It was in these first few years that the Polish Film School emerged, an informal grouping of directors and screenwriters who sought to dissect the national identity of Poland through a variety of approaches. While the work of Andrzej Wajda revealed the true nature of ‘heroism’ through a historical examination, Andrzej Munk deconstructed the mythology of that heroism with a more ironic approach. The cinema of Wojciech Has, conversely, was characterised by a distinct visual aesthetic that embraced surrealism.
The following generation of film-makers, most of whom grew up after the war, turned the camera towards the everyday concerns and dilemmas of Polish society. This is partly manifested in the work of what might be considered a Polish ‘New Wave’ – the early, largely autobiographical films of Jerzy Skolimowski and the avant-garde psychological horror of Andrzej Żuławski. Later, the so-called ‘cinema of moral anxiety’ would cover similarly striking ground, notably in films directed by Krzysztof Zanussi and Agnieszka Holland.

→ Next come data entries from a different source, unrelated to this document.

//! End-to-end flow through the blocking-offload adapter: derivation runs on
//! the blocking pool, concurrent calls stay independent, salts stay unique.

#![allow(clippy::unwrap_used)]

use std::collections::HashSet;
use std::sync::Arc;

use planhive_adapters::outgoing::passwords::argon2::Argon2PasswordHasher;
use planhive_adapters::outgoing::tokio_spawn::blocking_hash_tokio::TokioBlockingHashAdapter;
use planhive_application::infrastructure_config::Argon2Config;
use planhive_application::ports::outgoing::blocking_hash::BlockingHashPort;

fn offload_port() -> TokioBlockingHashAdapter {
    let hasher = Argon2PasswordHasher::from_config(&Argon2Config {
        memory_cost: 16,
        time_cost: 1,
        parallelism: 1,
        output_length: None,
    })
    .unwrap();
    TokioBlockingHashAdapter::new(Arc::new(hasher))
}

#[tokio::test]
async fn offloaded_hash_and_verify_round_trip() {
    let port = offload_port();

    let stored = port.hash("P@ssw0rd!".to_string()).await.unwrap();
    assert!(
        port.verify("P@ssw0rd!".to_string(), stored.clone())
            .await
            .unwrap()
    );
    assert!(!port.verify("P@ssw0rd".to_string(), stored).await.unwrap());
}

#[tokio::test]
async fn offloaded_verify_swallows_garbage() {
    let port = offload_port();
    assert!(
        !port
            .verify("password".to_string(), "not.a.real.record".to_string())
            .await
            .unwrap()
    );
}

#[tokio::test]
async fn concurrent_hashing_yields_distinct_verifiable_secrets() {
    let port = Arc::new(offload_port());

    let mut handles = Vec::new();
    for _ in 0..8 {
        let port = Arc::clone(&port);
        handles.push(tokio::spawn(async move {
            port.hash("correct horse".to_string()).await
        }));
    }

    let mut salts = HashSet::new();
    for handle in handles {
        let stored = handle.await.unwrap().unwrap();
        let (_, salt_hex) = stored.split_once('.').unwrap();
        salts.insert(salt_hex.to_string());
        assert!(
            port.verify("correct horse".to_string(), stored)
                .await
                .unwrap()
        );
    }
    assert_eq!(salts.len(), 8);
}
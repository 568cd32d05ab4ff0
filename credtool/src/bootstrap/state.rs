use std::sync::Arc;

use secrecy::ExposeSecret;
use sqlx::PgPool;
use sqlx::postgres::PgPoolOptions;

use planhive_adapters::outgoing::passwords::argon2::Argon2PasswordHasher;
use planhive_adapters::outgoing::postgres_sqlx::credential_store_postgres::PostgresCredentialStoreAdapter;
use planhive_adapters::outgoing::tokio_spawn::blocking_hash_tokio::TokioBlockingHashAdapter;
use planhive_application::auth::password_validator::PasswordValidator;
use planhive_application::auth::service::CredentialService;
use planhive_application::error::{AppError, AppResult};
use planhive_application::infrastructure_config::Config;
use planhive_application::ports::incoming::credentials::DynCredentialUseCase;
use planhive_application::ports::incoming::maintenance::DynMaintenanceUseCase;

pub struct AppState {
    pub pool: PgPool,
    pub credentials: DynCredentialUseCase,
    pub maintenance: DynMaintenanceUseCase,
}

impl AppState {
    /// Wire adapters to use cases. The pool connects lazily, so commands
    /// that never touch the database do not require one.
    pub fn new(config: &Config) -> AppResult<Self> {
        let pool = PgPoolOptions::new()
            .max_connections(config.db.pool_size)
            .connect_lazy(config.db.database_url.expose_secret())
            .map_err(|e| AppError::DatabaseError {
                message: format!("Failed to configure database pool: {e}"),
            })?;

        let hasher = Arc::new(Argon2PasswordHasher::from_config(&config.credentials.argon2)?);
        let hashing = Arc::new(TokioBlockingHashAdapter::new(hasher));
        let store = Arc::new(PostgresCredentialStoreAdapter::new(
            pool.clone(),
            config.db.query_timeout_secs,
        ));

        let service = Arc::new(
            CredentialService::new(store, hashing).with_password_validator(
                PasswordValidator::from_min_score(config.credentials.min_password_score),
            ),
        );

        Ok(Self {
            pool,
            credentials: Arc::clone(&service) as DynCredentialUseCase,
            maintenance: service,
        })
    }
}
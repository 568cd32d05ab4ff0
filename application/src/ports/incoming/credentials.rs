use std::sync::Arc;

use uuid::Uuid;

use crate::error::AppResult;
use domain::auth::UserPublic;

#[async_trait::async_trait]
pub trait CredentialUseCase: Send + Sync {
    async fn register_local(
        &self,
        email: String,
        username: String,
        password: String,
    ) -> AppResult<UserPublic>;

    async fn login_local(&self, email: String, password: String) -> AppResult<UserPublic>;

    async fn change_password(
        &self,
        user_id: Uuid,
        current_password: String,
        new_password: String,
    ) -> AppResult<()>;
}

pub type DynCredentialUseCase = Arc<dyn CredentialUseCase>;
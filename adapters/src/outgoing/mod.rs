pub mod passwords;
pub mod postgres_sqlx;
pub mod tokio_spawn;
use sqlx::postgres::PgRow;
use sqlx::{PgPool, Row};
use tracing::{debug, instrument};
use uuid::Uuid;

use domain::auth::{UserId, UserPublic};
use planhive_application::{
    error::{AppError, AppResult},
    ports::outgoing::user_store::CredentialStorePort,
};

use super::utils::PostgresExecutor;

/// Credential persistence per the storage contract: one nullable
/// `password_hash` text column on `users`, salt embedded in the value.
/// Queries are runtime-checked, so builds need no live database.
pub struct PostgresCredentialStoreAdapter {
    pool: PgPool,
    executor: PostgresExecutor,
}

impl PostgresCredentialStoreAdapter {
    pub fn new(pool: PgPool, query_timeout_secs: u64) -> Self {
        Self {
            pool,
            executor: PostgresExecutor::new(query_timeout_secs),
        }
    }

    fn row_to_user(row: &PgRow) -> Result<UserPublic, sqlx::Error> {
        Ok(UserPublic {
            id: UserId::from_uuid(row.try_get("id")?),
            email: row.try_get("email")?,
            username: row.try_get("username")?,
            created_at: row.try_get("created_at")?,
        })
    }
}

#[async_trait::async_trait]
impl CredentialStorePort for PostgresCredentialStoreAdapter {
    #[instrument(skip(self, password_hash))]
    async fn create_user_with_password(
        &self,
        email: &str,
        username: &str,
        password_hash: &str,
    ) -> AppResult<UserPublic> {
        let user_id = Uuid::new_v4();

        let row = self
            .executor
            .execute_with_timeout(
                || {
                    sqlx::query(
                        "INSERT INTO users (id, email, username, password_hash) \
                         VALUES ($1, $2, $3, $4) \
                         RETURNING id, email, username, created_at",
                    )
                    .bind(user_id)
                    .bind(email)
                    .bind(username)
                    .bind(password_hash)
                    .fetch_one(&self.pool)
                },
                &format!("Failed to create user with email {}", email),
            )
            .await?;

        debug!(user_id = %user_id, "created user");
        Self::row_to_user(&row).map_err(sqlx_to_app)
    }

    #[instrument(skip(self))]
    async fn find_user_by_email(
        &self,
        email: &str,
    ) -> AppResult<Option<(Uuid, String, String, Option<String>)>> {
        let row = self
            .executor
            .execute_with_timeout(
                || {
                    sqlx::query(
                        "SELECT id, email, username, password_hash FROM users WHERE email = $1",
                    )
                    .bind(email)
                    .fetch_optional(&self.pool)
                },
                &format!("Failed to find user by email {}", email),
            )
            .await?;

        row.map(|row| {
            Ok((
                row.try_get("id").map_err(sqlx_to_app)?,
                row.try_get("email").map_err(sqlx_to_app)?,
                row.try_get("username").map_err(sqlx_to_app)?,
                row.try_get("password_hash").map_err(sqlx_to_app)?,
            ))
        })
        .transpose()
    }

    #[instrument(skip(self))]
    async fn find_user_by_username(&self, username: &str) -> AppResult<Option<UserPublic>> {
        let row = self
            .executor
            .execute_with_timeout(
                || {
                    sqlx::query(
                        "SELECT id, email, username, created_at FROM users WHERE username = $1",
                    )
                    .bind(username)
                    .fetch_optional(&self.pool)
                },
                &format!("Failed to find user by username {}", username),
            )
            .await?;

        row.map(|row| Self::row_to_user(&row).map_err(sqlx_to_app))
            .transpose()
    }

    #[instrument(skip(self))]
    async fn find_user_by_id(&self, id: Uuid) -> AppResult<Option<UserPublic>> {
        let row = self
            .executor
            .execute_with_timeout(
                || {
                    sqlx::query(
                        "SELECT id, email, username, created_at FROM users WHERE id = $1",
                    )
                    .bind(id)
                    .fetch_optional(&self.pool)
                },
                &format!("Failed to find user by id {}", id),
            )
            .await?;

        row.map(|row| Self::row_to_user(&row).map_err(sqlx_to_app))
            .transpose()
    }

    #[instrument(skip(self))]
    async fn find_password_hash_by_user_id(&self, id: Uuid) -> AppResult<Option<String>> {
        let row = self
            .executor
            .execute_with_timeout(
                || {
                    sqlx::query("SELECT password_hash FROM users WHERE id = $1")
                        .bind(id)
                        .fetch_optional(&self.pool)
                },
                &format!("Failed to load credential for user {}", id),
            )
            .await?;

        match row {
            Some(row) => row.try_get("password_hash").map_err(sqlx_to_app),
            None => Ok(None),
        }
    }

    #[instrument(skip(self, password_hash))]
    async fn update_password_hash(&self, id: Uuid, password_hash: &str) -> AppResult<()> {
        self.executor
            .execute_with_timeout(
                || {
                    sqlx::query("UPDATE users SET password_hash = $2 WHERE id = $1")
                        .bind(id)
                        .bind(password_hash)
                        .execute(&self.pool)
                },
                &format!("Failed to update credential for user {}", id),
            )
            .await?;

        debug!(user_id = %id, "updated stored credential");
        Ok(())
    }

    #[instrument(skip(self))]
    async fn list_legacy_credentials(&self) -> AppResult<Vec<(Uuid, String)>> {
        let rows = self
            .executor
            .execute_with_timeout(
                || {
                    sqlx::query(
                        "SELECT id, password_hash FROM users \
                         WHERE password_hash IS NOT NULL \
                         AND strpos(password_hash, '.') = 0",
                    )
                    .fetch_all(&self.pool)
                },
                "Failed to list legacy credentials",
            )
            .await?;

        rows.into_iter()
            .map(|row| {
                Ok((
                    row.try_get("id").map_err(sqlx_to_app)?,
                    row.try_get("password_hash").map_err(sqlx_to_app)?,
                ))
            })
            .collect()
    }
}

fn sqlx_to_app(e: sqlx::Error) -> AppError {
    AppError::DatabaseError {
        message: format!("row decode failed: {e}"),
    }
}
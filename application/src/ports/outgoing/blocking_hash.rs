use std::future::Future;
use std::pin::Pin;
use std::sync::Arc;

use crate::error::AppResult;

/// Key derivation is deliberately expensive; async call sites consume it
/// through this port so adapters can decide where the blocking work runs.
pub trait BlockingHashPort: Send + Sync {
    fn hash(
        &self,
        password: String,
    ) -> Pin<Box<dyn Future<Output = AppResult<String>> + Send + 'static>>;

    fn verify(
        &self,
        password: String,
        stored_secret: String,
    ) -> Pin<Box<dyn Future<Output = AppResult<bool>> + Send + 'static>>;
}

pub type DynBlockingHashPort = Arc<dyn BlockingHashPort>;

As Poland transitioned to capitalism in the 1990s, its cinema was opened up to market forces and began to indulge more commercial tastes. Nonetheless, challenging works by Krzysztof Krauze and Barbara Sass cut at the dark underbelly of Polish society, while the emotion-driven filmography of Krzysztof Kieślowski finally reached international fame.
In partnership with Second Run, we are pleased to present five lesser-seen films from some of Poland’s most well-known directors: Man on the Tracks (1957), Walkover (1965), A Lonely Woman (1981), On the Silver Globe (1988) and The Temptation (1995).